2. Even when they are accurate, they don't tell the whole story. Many aircraft had fairly mediocre "paper" stats, but were so reliable and easy to maintain that they could fly at their full performance under almost any conditions, while others look extremely impressive on paper, but were so hard to fly that only the best pilots could come anywhere close to reaching the potential (a notorious offender is the FW 190 - most pilots preferred the easier-to-handle Bf. 109 even though the 190 was theoretically a better plane in most respects.) Not to mention that none of the technical specifications will tell you that the Zero fell out of the sky if you looked at it hard enough or that the Betty bomber went up like a torch at the slightest excuse.
"Wet wing" planes like the G3M and G4M have always burned nicely. Though its not the fuel really but rather fuel gases within the tank meeting sparks from the frame/skin aluminum when its struck by bullets. Or incendiary rounds.

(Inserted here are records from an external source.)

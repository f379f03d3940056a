use crate::model::GenerationRecord;

/// Returned when no prior record has both a title and a description.
pub const NO_EXAMPLES_PLACEHOLDER: &str = "No hay descripciones generadas previas.";

/// Format prior records into the few-shot block fed to the description
/// prompt.
///
/// Only records with a non-empty title and a non-empty description qualify,
/// kept in the store's insertion order. Returns a fixed placeholder when
/// nothing qualifies.
pub fn format_examples(records: &[GenerationRecord]) -> String {
    let mut block = String::new();
    for record in records {
        if record.title.trim().is_empty() || record.description.trim().is_empty() {
            continue;
        }
        block.push_str(&format!(
            "Título: {}\nDescripción: {}\n\n",
            record.title, record.description
        ));
    }

    if block.is_empty() {
        NO_EXAMPLES_PLACEHOLDER.to_string()
    } else {
        format!("Ejemplos previos:\n\n{}", block)
    }
}

#[cfg(test)]
mod tests {
    use super::*;
    use crate::model::ImageReference;
    use chrono::NaiveDate;

    fn record(title: &str, description: &str) -> GenerationRecord {
        GenerationRecord {
            image: ImageReference::parse("https://example.com/foto.jpg"),
            title: title.to_string(),
            description: description.to_string(),
            keywords: Vec::new(),
            created_at: NaiveDate::from_ymd_opt(2024, 1, 1)
                .unwrap()
                .and_hms_opt(12, 0, 0)
                .unwrap(),
        }
    }

    #[test]
    fn test_empty_corpus_yields_placeholder() {
        assert_eq!(format_examples(&[]), NO_EXAMPLES_PLACEHOLDER);
    }

    #[test]
    fn test_records_without_description_are_skipped() {
        let records = vec![record("Danza", ""), record("", "Una danza en la plaza.")];
        assert_eq!(format_examples(&records), NO_EXAMPLES_PLACEHOLDER);
    }

    #[test]
    fn test_qualifying_records_kept_in_order() {
        let records = vec![
            record("Danza", "Danza tradicional en la plaza."),
            record("Altar", ""),
            record("Procesión", "Procesión con estandartes."),
        ];
        let block = format_examples(&records);

        assert!(block.starts_with("Ejemplos previos:"));
        assert!(block.contains("Título: Danza\nDescripción: Danza tradicional en la plaza."));
        assert!(block.contains("Título: Procesión\nDescripción: Procesión con estandartes."));
        assert!(!block.contains("Altar"));

        let danza = block.find("Título: Danza").unwrap();
        let procesion = block.find("Título: Procesión").unwrap();
        assert!(danza < procesion);
    }
}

Any way... source? Flying a plane in general isnt the same thing as flying a plane in combat... And
most of the pilots who flew both Bf 109 and the Fw 190 extensively preferred the Fw 190. It was the Fw 190 that was easier to handle, was more automated(electric, push-of-a-button flaps, trims, gear) and had the wide landing gear which helped a lot in the East especially, and less experienced ones at takeoff and landing. Center of weight more ahead so it didnt want to turn to the left at takeoff as much too. Usually the only things pilots moving from 109 to the 190 disliked were the tendency to snap stall in a high G turn to the right(more experienced pilots loved it, though) and the way the radial BMW engine blocked sight more than 109's inline DB when taxing and at takeoff.
Which is why this was often done:
The ONLY way to determine the relative quality of any two designs is to see how it performed with pilots of roughly equal skill under equal conditions.
No it isnt. For determining how large the performance difference exactly is, perhaps, but mock up fights aren't really needed to determine that Bf 109 was superior to, say, Hurricane or F6F/F4U to Zero.